Elle n’avance plus guère… Ou en ordre dispersé.
Je crois qu’il faut insister davantage sur nos forces en Europe qui restent sont considérables. Notre responsabilité, c’est que nos enfants vivent mieux que nous. La guerre russo-ukrainienne est évidemment un vrai désastre. Mais, si nous prenons bien le tournant de la révolution technologique qui est devant nous, il n’y a pas de raison que l’Europe ne s’en sorte pas. Et c’est vrai, une Europe qui fonctionne mieux qu’elle ne fonctionne aujourd’hui.
Qui est BlackRock ?
BlackRock est une société américaine fondée en 1988. En 1999, elle fait son entrée à la Bourse de New York. Sa capitalisation avoisine aujourd’hui les 125 milliards de dollars. BlackRock gère les investissements financiers de plusieurs millions de clients (particuliers, professionnels et institutionnels), dispose de 70 bureaux (dont Bruxelles) dans 35 pays et emploie plus de 19.000 personnes. Son actionnariat est fort éclaté et principalement américain (fonds et institutionnels). Le gestionnaire est toujours dirigé par l’un de ses fondateurs, Larry Fink. Environ un tiers de son portefeuille est investi en Europe. BlackRock est présent en Belgique et au Luxembourg, notamment dans le capital d’Ageas.
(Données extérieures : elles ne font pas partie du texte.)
//! The upload queue: intake, dispatch and retry.
//!
//! Uploads run as futures on the caller's task; the queue state sits
//! behind one mutex that is never held across an `.await`.

use std::sync::atomic::{AtomicBool, AtomicU64, Ordering};
use std::sync::{Arc, Mutex, MutexGuard, PoisonError};

use filedrop_protocol::{FileItem, FileSource, RawFile, Session};
use filedrop_transfer::{UploadTransport, build_thumbnail, validate_file};
use futures_util::future::join_all;
use futures_util::stream::{self, StreamExt};
use tokio::sync::mpsc;
use tokio::sync::mpsc::error::TrySendError;
use tracing::{debug, info, trace, warn};

use crate::error::QueueError;
use crate::state::QueueState;
use crate::types::{
    AddOutcome, DispatchMode, FileOutcome, QueueConfig, QueueEvent, Rejection, UploadSummary,
};

/// Handle to an upload queue. Clones share the same queue.
#[derive(Clone)]
pub struct UploadQueue {
    inner: Arc<Inner>,
}

struct Inner {
    state: Mutex<QueueState>,
    transport: Arc<dyn UploadTransport>,
    config: QueueConfig,
    events_tx: mpsc::Sender<QueueEvent>,
    events_rx: Mutex<Option<mpsc::Receiver<QueueEvent>>>,
    uploading: AtomicBool,
    /// Bumped by `clear_all`; runs started before a clear are stale.
    generation: AtomicU64,
}

/// Clears the "upload run active" flag when the run ends, even if the
/// `upload_all` future is dropped early. A run made stale by
/// `clear_all` leaves the flag to whoever owns it now.
struct RunGuard<'a> {
    inner: &'a Inner,
    generation: u64,
}

impl RunGuard<'_> {
    fn is_current(&self) -> bool {
        self.inner.generation.load(Ordering::Acquire) == self.generation
    }
}

impl Drop for RunGuard<'_> {
    fn drop(&mut self) {
        if self.is_current() {
            self.inner.uploading.store(false, Ordering::Release);
        }
    }
}

impl UploadQueue {
    /// Creates an empty queue that uploads through `transport`.
    pub fn new(transport: Arc<dyn UploadTransport>, config: QueueConfig) -> Self {
        let (events_tx, events_rx) = mpsc::channel(config.event_capacity.max(1));
        Self {
            inner: Arc::new(Inner {
                state: Mutex::new(QueueState::new()),
                transport,
                config,
                events_tx,
                events_rx: Mutex::new(Some(events_rx)),
                uploading: AtomicBool::new(false),
                generation: AtomicU64::new(0),
            }),
        }
    }

    /// Takes the event receiver. Can only be called once.
    pub fn take_events(&self) -> Option<mpsc::Receiver<QueueEvent>> {
        self.inner
            .events_rx
            .lock()
            .unwrap_or_else(PoisonError::into_inner)
            .take()
    }

    fn state(&self) -> MutexGuard<'_, QueueState> {
        self.inner.state.lock().unwrap_or_else(PoisonError::into_inner)
    }

    fn emit(&self, event: QueueEvent) {
        match self.inner.events_tx.try_send(event) {
            Ok(()) | Err(TrySendError::Closed(_)) => {}
            Err(TrySendError::Full(event)) => {
                debug!(?event, "event channel full, dropping event");
            }
        }
    }

    // -----------------------------------------------------------------------
    // Read model
    // -----------------------------------------------------------------------

    /// Snapshot of every file in queue order.
    pub fn files(&self) -> Vec<FileItem> {
        self.state().files().to_vec()
    }

    pub fn file(&self, id: &str) -> Option<FileItem> {
        self.state().get(id).cloned()
    }

    /// Snapshot of the session, `None` until files are first added.
    pub fn session(&self) -> Option<Session> {
        self.state().session().cloned()
    }

    pub fn pending_count(&self) -> usize {
        self.state().pending_ids().len()
    }

    /// Whether an `upload_all` run is in progress.
    pub fn is_uploading(&self) -> bool {
        self.inner.uploading.load(Ordering::Acquire)
    }

    // -----------------------------------------------------------------------
    // Intents
    // -----------------------------------------------------------------------

    /// Validates a selection and appends the accepted files as `pending`.
    ///
    /// Only the first `max_files_per_batch` files are considered. Image
    /// files with readable contents get a thumbnail task when a tokio
    /// runtime is available.
    pub fn add_files(&self, files: Vec<RawFile>) -> AddOutcome {
        let cap = match self.inner.config.max_files_per_batch {
            0 => usize::MAX,
            n => n,
        };
        let truncated = files.len().saturating_sub(cap);
        if truncated > 0 {
            debug!(truncated, cap, "selection truncated");
        }

        let mut accepted = Vec::new();
        let mut rejected = Vec::new();
        for file in files.into_iter().take(cap) {
            match validate_file(&file) {
                Ok(()) => accepted.push(FileItem::from_raw(&file)),
                Err(reason) => {
                    debug!(file = %file.name, %reason, "file rejected");
                    rejected.push(Rejection {
                        name: file.name,
                        reason,
                    });
                }
            }
        }

        if !accepted.is_empty() {
            self.state().add(accepted.clone());
            info!(files = accepted.len(), "files added to queue");
            self.spawn_thumbnails(&accepted);
            self.emit(QueueEvent::FilesAdded {
                ids: accepted.iter().map(|f| f.id.clone()).collect(),
            });
        }

        if !rejected.is_empty() {
            warn!(files = rejected.len(), "files rejected");
            self.emit(QueueEvent::FilesRejected {
                rejected: rejected.clone(),
            });
        }

        AddOutcome {
            accepted,
            rejected,
            truncated,
        }
    }

    /// Removes a `pending` or `error` file.
    pub fn remove(&self, id: &str) -> Result<FileItem, QueueError> {
        let item = self.state().remove(id)?;
        info!(file = %item.name, "file removed from queue");
        self.emit(QueueEvent::Removed {
            id: item.id.clone(),
            name: item.name.clone(),
        });
        Ok(item)
    }

    /// Resets a failed file to `pending` and uploads it again.
    ///
    /// The upload runs on the caller's task, outside any `upload_all`
    /// pool, so a retry during a run can put `concurrency + 1` uploads
    /// in flight.
    pub async fn retry(&self, id: &str) -> Result<FileOutcome, QueueError> {
        self.state().reset_for_retry(id)?;
        debug!(id, "retry requested");
        self.emit(QueueEvent::RetryRequested { id: id.to_string() });
        Ok(self.upload_one(id).await)
    }

    /// Uploads every file that is `pending` at call time.
    ///
    /// At most `concurrency` uploads are in flight. Resolves once each
    /// selected file has completed, failed, or left the queue.
    pub async fn upload_all(&self) -> Result<UploadSummary, QueueError> {
        if self.inner.uploading.swap(true, Ordering::AcqRel) {
            return Err(QueueError::AlreadyUploading);
        }
        // Snapshot and generation are read under the state lock, which
        // `clear_all` also holds while bumping the generation.
        let (generation, ids) = {
            let state = self.state();
            (
                self.inner.generation.load(Ordering::Acquire),
                state.pending_ids(),
            )
        };
        let run = RunGuard {
            inner: &self.inner,
            generation,
        };
        if ids.is_empty() {
            return Ok(UploadSummary::default());
        }

        let concurrency = self.inner.config.concurrency.max(1);
        let mode = self.inner.config.dispatch;
        info!(files = ids.len(), concurrency, ?mode, "upload started");

        let outcomes: Vec<FileOutcome> = match mode {
            DispatchMode::Pool => {
                stream::iter(ids.iter().cloned())
                    .map(|id| async move { self.upload_one(&id).await })
                    .buffer_unordered(concurrency)
                    .collect()
                    .await
            }
            DispatchMode::Batched => {
                let mut outcomes = Vec::with_capacity(ids.len());
                for batch in ids.chunks(concurrency) {
                    let batch = batch
                        .iter()
                        .cloned()
                        .map(|id| async move { self.upload_one(&id).await });
                    outcomes.extend(join_all(batch).await);
                }
                outcomes
            }
        };

        let summary = UploadSummary::from_outcomes(&outcomes);
        info!(
            completed = summary.completed,
            failed = summary.failed,
            skipped = summary.skipped,
            "upload finished"
        );
        if run.is_current() {
            self.emit(QueueEvent::UploadAllFinished { summary });
        } else {
            debug!("queue cleared during run, finish event suppressed");
        }
        Ok(summary)
    }

    /// Drops every file and the session. In-flight uploads keep running
    /// but their callbacks no longer find their files, and the queue is
    /// free to start a new run right away.
    pub fn clear_all(&self) {
        {
            let mut state = self.state();
            state.clear();
            self.inner.generation.fetch_add(1, Ordering::AcqRel);
            self.inner.uploading.store(false, Ordering::Release);
        }
        info!("queue cleared");
        self.emit(QueueEvent::Cleared);
    }

    /// Attaches a preview to a file. Returns `false` if the file is gone.
    pub fn set_thumbnail(&self, id: &str, thumbnail: String) -> bool {
        let stored = self.state().set_thumbnail(id, thumbnail);
        if stored {
            self.emit(QueueEvent::ThumbnailReady { id: id.to_string() });
        } else {
            trace!(id, "thumbnail for missing file ignored");
        }
        stored
    }

    // -----------------------------------------------------------------------
    // Dispatch
    // -----------------------------------------------------------------------

    /// Single-file upload path shared by `upload_all` and `retry`.
    async fn upload_one(&self, id: &str) -> FileOutcome {
        let Some(file) = self.state().begin_upload(id) else {
            debug!(id, "file no longer pending, skipped");
            return FileOutcome::Skipped;
        };
        debug!(file = %file.name, size = file.size, "upload dispatched");

        let on_progress = |progress: f64, speed: f64| {
            let progress = progress.clamp(0.0, 100.0);
            if self.state().update_progress(id, progress, speed) {
                self.emit(QueueEvent::Progress {
                    id: id.to_string(),
                    progress,
                    speed,
                });
            }
        };

        match self.inner.transport.upload(&file, &on_progress).await {
            Ok(result) => {
                if self.state().complete(id, result.clone()) {
                    info!(file = %file.name, url = %result.url, "upload completed");
                    self.emit(QueueEvent::Completed {
                        id: id.to_string(),
                        name: file.name.clone(),
                        result: result.clone(),
                    });
                } else {
                    debug!(file = %file.name, "completion for missing file ignored");
                }
                FileOutcome::Completed(result)
            }
            Err(e) => {
                let error = e.to_string();
                if self.state().fail(id, &error) {
                    warn!(file = %file.name, %error, "upload failed");
                    self.emit(QueueEvent::Failed {
                        id: id.to_string(),
                        name: file.name.clone(),
                        error: error.clone(),
                    });
                } else {
                    debug!(file = %file.name, "failure for missing file ignored");
                }
                FileOutcome::Failed(error)
            }
        }
    }

    fn spawn_thumbnails(&self, items: &[FileItem]) {
        let mut wanted = items
            .iter()
            .filter(|f| f.is_image() && !matches!(f.source, FileSource::None))
            .peekable();
        if wanted.peek().is_none() {
            return;
        }

        let Ok(runtime) = tokio::runtime::Handle::try_current() else {
            debug!("no tokio runtime, thumbnails skipped");
            return;
        };

        for item in wanted {
            let queue = self.clone();
            let id = item.id.clone();
            let file = item.to_raw();
            runtime.spawn(async move {
                match build_thumbnail(&file).await {
                    Ok(Some(thumbnail)) => {
                        queue.set_thumbnail(&id, thumbnail);
                    }
                    Ok(None) => {}
                    Err(e) => warn!(file = %file.name, error = %e, "thumbnail failed"),
                }
            });
        }
    }
}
« Une sécurité d’approvisionnement plus solide »
Jean-François Cirelli a dirigé Gaz de France et présidé, avec Gérard Mestrallet, patron de Suez, à la fusion de leurs deux groupes en 2008. Une union qui s’est soldée quelques années plus tard par un changement de nom : de GDF Suez en Engie. Durant plus d’une décennie, Jean-François Cirelli a œuvré au plus haut niveau de l’énergie européenne. Des années pendant lesquelles la politique voulue par l’Union européenne, à savoir une libéralisation des marchés du gaz et de l’électricité, a mené au déclin des géants continentaux de l’énergie, sans réels gains pour les consommateurs européens.
Un secteur et une époque sur lesquels le dirigeant garde un regard acéré.
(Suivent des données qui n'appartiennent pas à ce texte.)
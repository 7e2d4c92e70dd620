use base64::Engine;
use base64::engine::general_purpose::STANDARD;
use filedrop_protocol::{FileSource, RawFile};

use crate::TransferError;

/// Encodes bytes as a `data:` URL.
pub fn data_url(mime_type: &str, data: &[u8]) -> String {
    format!("data:{mime_type};base64,{}", STANDARD.encode(data))
}

/// Builds a preview for an image file.
///
/// Returns `Ok(None)` for non-images and for descriptors without
/// readable contents.
pub async fn build_thumbnail(file: &RawFile) -> Result<Option<String>, TransferError> {
    if !file.is_image() {
        return Ok(None);
    }

    let url = match &file.source {
        FileSource::None => return Ok(None),
        FileSource::Bytes(data) => data_url(&file.mime_type, data),
        FileSource::Path(path) => {
            let data = tokio::fs::read(path).await?;
            data_url(&file.mime_type, &data)
        }
    };
    Ok(Some(url))
}

#[cfg(test)]
mod tests {
    use super::*;

    #[test]
    fn encodes_data_url() {
        assert_eq!(data_url("image/png", b"abc"), "data:image/png;base64,YWJj");
    }

    #[tokio::test]
    async fn image_bytes_produce_thumbnail() {
        let file = RawFile::from_bytes("a.png", "image/png", b"abc".to_vec());
        let thumb = build_thumbnail(&file).await.unwrap();
        assert_eq!(thumb.as_deref(), Some("data:image/png;base64,YWJj"));
    }

    #[tokio::test]
    async fn image_path_produces_thumbnail() {
        let dir = tempfile::tempdir().unwrap();
        let path = dir.path().join("pic.gif");
        std::fs::write(&path, b"GIF89a").unwrap();

        let file = RawFile::new("pic.gif", 6, "image/gif").with_source(FileSource::Path(path));
        let thumb = build_thumbnail(&file).await.unwrap().unwrap();
        assert!(thumb.starts_with("data:image/gif;base64,"));
    }

    #[tokio::test]
    async fn non_image_has_no_thumbnail() {
        let file = RawFile::from_bytes("a.txt", "text/plain", b"abc".to_vec());
        assert!(build_thumbnail(&file).await.unwrap().is_none());
    }

    #[tokio::test]
    async fn image_without_source_has_no_thumbnail() {
        let file = RawFile::new("a.png", 10, "image/png");
        assert!(build_thumbnail(&file).await.unwrap().is_none());
    }

    #[tokio::test]
    async fn missing_file_is_io_error() {
        let file = RawFile::new("gone.png", 10, "image/png")
            .with_source(FileSource::Path("/nonexistent/gone.png".into()));
        let err = build_thumbnail(&file).await.unwrap_err();
        assert!(matches!(err, TransferError::Io(_)));
    }
}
La politique menée par l’Union européenne a partiellement détruit sa propre industrie de l’énergie. Le secteur des utilités de l’énergie a connu une destruction de capital massive ces quinze dernières années. Aujourd’hui la direction politique est plus claire.
On s’est trompé? On s’est égarés ?
La guerre russo-ukrainienne a montré en 2022 que
les marchés européens de l’énergie n’étaient pas assez armés lors des crises, avec des prix du mégawattheure qui, du jour au lendemain, passaient de 50 à 1.000 euros.
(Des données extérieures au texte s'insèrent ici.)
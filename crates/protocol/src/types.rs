use std::path::PathBuf;
use std::sync::Arc;

use chrono::{DateTime, Utc};
use serde::{Deserialize, Serialize};

/// Lifecycle state of a queued file.
#[derive(Debug, Clone, Copy, PartialEq, Eq, Hash, Serialize, Deserialize)]
#[serde(rename_all = "lowercase")]
pub enum FileStatus {
    Pending,
    Uploading,
    Completed,
    Error,
}

impl FileStatus {
    /// Returns `true` for states that may be removed from the queue.
    pub fn is_removable(self) -> bool {
        matches!(self, FileStatus::Pending | FileStatus::Error)
    }
}

impl std::fmt::Display for FileStatus {
    fn fmt(&self, f: &mut std::fmt::Formatter<'_>) -> std::fmt::Result {
        let s = match self {
            FileStatus::Pending => "pending",
            FileStatus::Uploading => "uploading",
            FileStatus::Completed => "completed",
            FileStatus::Error => "error",
        };
        f.write_str(s)
    }
}

/// Where the bytes of a file can be read from.
///
/// Validation and the simulated transport only look at the declared
/// size and type; the source is needed for thumbnails and real
/// transports.
#[derive(Debug, Clone, Default)]
pub enum FileSource {
    /// Declared metadata only.
    #[default]
    None,
    /// File contents held in memory.
    Bytes(Arc<[u8]>),
    /// File on local disk.
    Path(PathBuf),
}

/// A file descriptor as delivered by a picker or a drop event.
#[derive(Debug, Clone)]
pub struct RawFile {
    pub name: String,
    /// Declared size in bytes.
    pub size: u64,
    /// Declared MIME type.
    pub mime_type: String,
    pub source: FileSource,
}

impl RawFile {
    /// Creates a descriptor without any readable contents.
    pub fn new(name: impl Into<String>, size: u64, mime_type: impl Into<String>) -> Self {
        Self {
            name: name.into(),
            size,
            mime_type: mime_type.into(),
            source: FileSource::None,
        }
    }

    /// Creates a descriptor backed by in-memory bytes. The size is taken from the data.
    pub fn from_bytes(
        name: impl Into<String>,
        mime_type: impl Into<String>,
        data: impl Into<Arc<[u8]>>,
    ) -> Self {
        let data = data.into();
        Self {
            name: name.into(),
            size: data.len() as u64,
            mime_type: mime_type.into(),
            source: FileSource::Bytes(data),
        }
    }

    /// Attaches a source to the descriptor.
    pub fn with_source(mut self, source: FileSource) -> Self {
        self.source = source;
        self
    }

    pub fn is_image(&self) -> bool {
        self.mime_type.starts_with("image/")
    }
}

/// An entry of the upload queue.
///
/// Owned by the queue; callers only ever see clones.
#[derive(Debug, Clone, Serialize, Deserialize)]
#[serde(rename_all = "camelCase")]
pub struct FileItem {
    pub id: String,
    pub name: String,
    pub size: u64,
    #[serde(rename = "type")]
    pub mime_type: String,
    pub status: FileStatus,
    /// Percentage in `0.0..=100.0`.
    pub progress: f64,
    /// Bytes per second while uploading, 0 otherwise.
    pub upload_speed: f64,
    /// `data:` URL preview for images, filled in asynchronously.
    #[serde(default, skip_serializing_if = "Option::is_none")]
    pub thumbnail: Option<String>,
    #[serde(default, skip_serializing_if = "Option::is_none")]
    pub error: Option<String>,
    /// Provenance of the successful upload.
    #[serde(default, skip_serializing_if = "Option::is_none")]
    pub result: Option<UploadResult>,
    #[serde(skip)]
    pub source: FileSource,
}

impl FileItem {
    /// Wraps an accepted file into a fresh `pending` entry with a new id.
    pub fn from_raw(file: &RawFile) -> Self {
        Self {
            id: generate_file_id(),
            name: file.name.clone(),
            size: file.size,
            mime_type: file.mime_type.clone(),
            status: FileStatus::Pending,
            progress: 0.0,
            upload_speed: 0.0,
            thumbnail: None,
            error: None,
            result: None,
            source: file.source.clone(),
        }
    }

    /// Rebuilds the descriptor handed to a transport.
    pub fn to_raw(&self) -> RawFile {
        RawFile {
            name: self.name.clone(),
            size: self.size,
            mime_type: self.mime_type.clone(),
            source: self.source.clone(),
        }
    }

    pub fn is_image(&self) -> bool {
        self.mime_type.starts_with("image/")
    }
}

fn generate_file_id() -> String {
    format!("file_{}", uuid::Uuid::new_v4().simple())
}

/// Aggregate statistics for the current queue lifetime.
///
/// `completed_files` and `failed_files` count the items currently in
/// those states, so `completed_files + failed_files <= total_files`
/// holds at all times.
#[derive(Debug, Clone, PartialEq, Serialize, Deserialize)]
#[serde(rename_all = "camelCase")]
pub struct Session {
    pub total_files: usize,
    pub completed_files: usize,
    pub failed_files: usize,
    pub total_size: u64,
    pub start_time: DateTime<Utc>,
}

impl Session {
    /// Creates an empty session starting now.
    pub fn new() -> Self {
        Self {
            total_files: 0,
            completed_files: 0,
            failed_files: 0,
            total_size: 0,
            start_time: Utc::now(),
        }
    }

    /// Completed files as a percentage of all files (0 for an empty session).
    pub fn completion_rate(&self) -> f64 {
        if self.total_files == 0 {
            return 0.0;
        }
        self.completed_files as f64 / self.total_files as f64 * 100.0
    }

    /// Files that have not reached a terminal state.
    pub fn outstanding_files(&self) -> usize {
        self.total_files
            .saturating_sub(self.completed_files + self.failed_files)
    }

    pub fn has_failures(&self) -> bool {
        self.failed_files > 0
    }

    /// Every file completed and none failed.
    pub fn is_complete(&self) -> bool {
        self.total_files > 0 && self.completed_files == self.total_files
    }
}

impl Default for Session {
    fn default() -> Self {
        Self::new()
    }
}

/// Descriptor returned by a transport for a successful upload.
#[derive(Debug, Clone, PartialEq, Serialize, Deserialize)]
#[serde(rename_all = "camelCase")]
pub struct UploadResult {
    pub id: String,
    pub original_name: String,
    pub size: u64,
    #[serde(rename = "type")]
    pub mime_type: String,
    pub uploaded_at: DateTime<Utc>,
    pub url: String,
    pub checksum: String,
}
Je ne suis pas sûr qu’on ait totalement réglé le problème. Il est moins aigu parce qu’il y a une baisse de la demande très forte, notamment en gaz industriel.
Que doivent-ils faire ?
Deux défis doivent être réglés. Premièrement, comment décarboner le secteur de l’énergie. Certains pays sont plus en avance que d’autres. La première des choses est d’exclure le charbon du mix énergétique européen. Deuxièmement, comment s’assurer que nous gardons une énergie abordable, pour les ménages comme pour nos entreprises. Parce qu’il faut que la transition soit juste, faute de quoi elle ne sera pas acceptée par des populations à qui on demande de changer leur façon de vivre alors que les prix augmentent. Il est nécessaire de conserver une puissance industrielle forte en Europe. Cela implique de garder une compétitivité énergétique en Europe. Pour cela, il nous faut un système énergétique efficace et une sécurité d’approvisionnement plus solide, ce qui est redevenu un sujet qu’on avait oublié.
Le nucléaire connaît un regain, notamment en Belgique même s’il est timide…
Le nucléaire, c’est d’abord un choix politique. Certains pays y sont favorables, d’autres pas… Dans un monde décarboné, on ne peut pas vivre qu’avec du renouvelable et le nucléaire a sa place pour ceux qui en veulent. Les batteries permettront d’avoir une stabilité plus forte sur nos réseaux quand il y aura moins de fossiles, mais nous n’y sommes pas encore.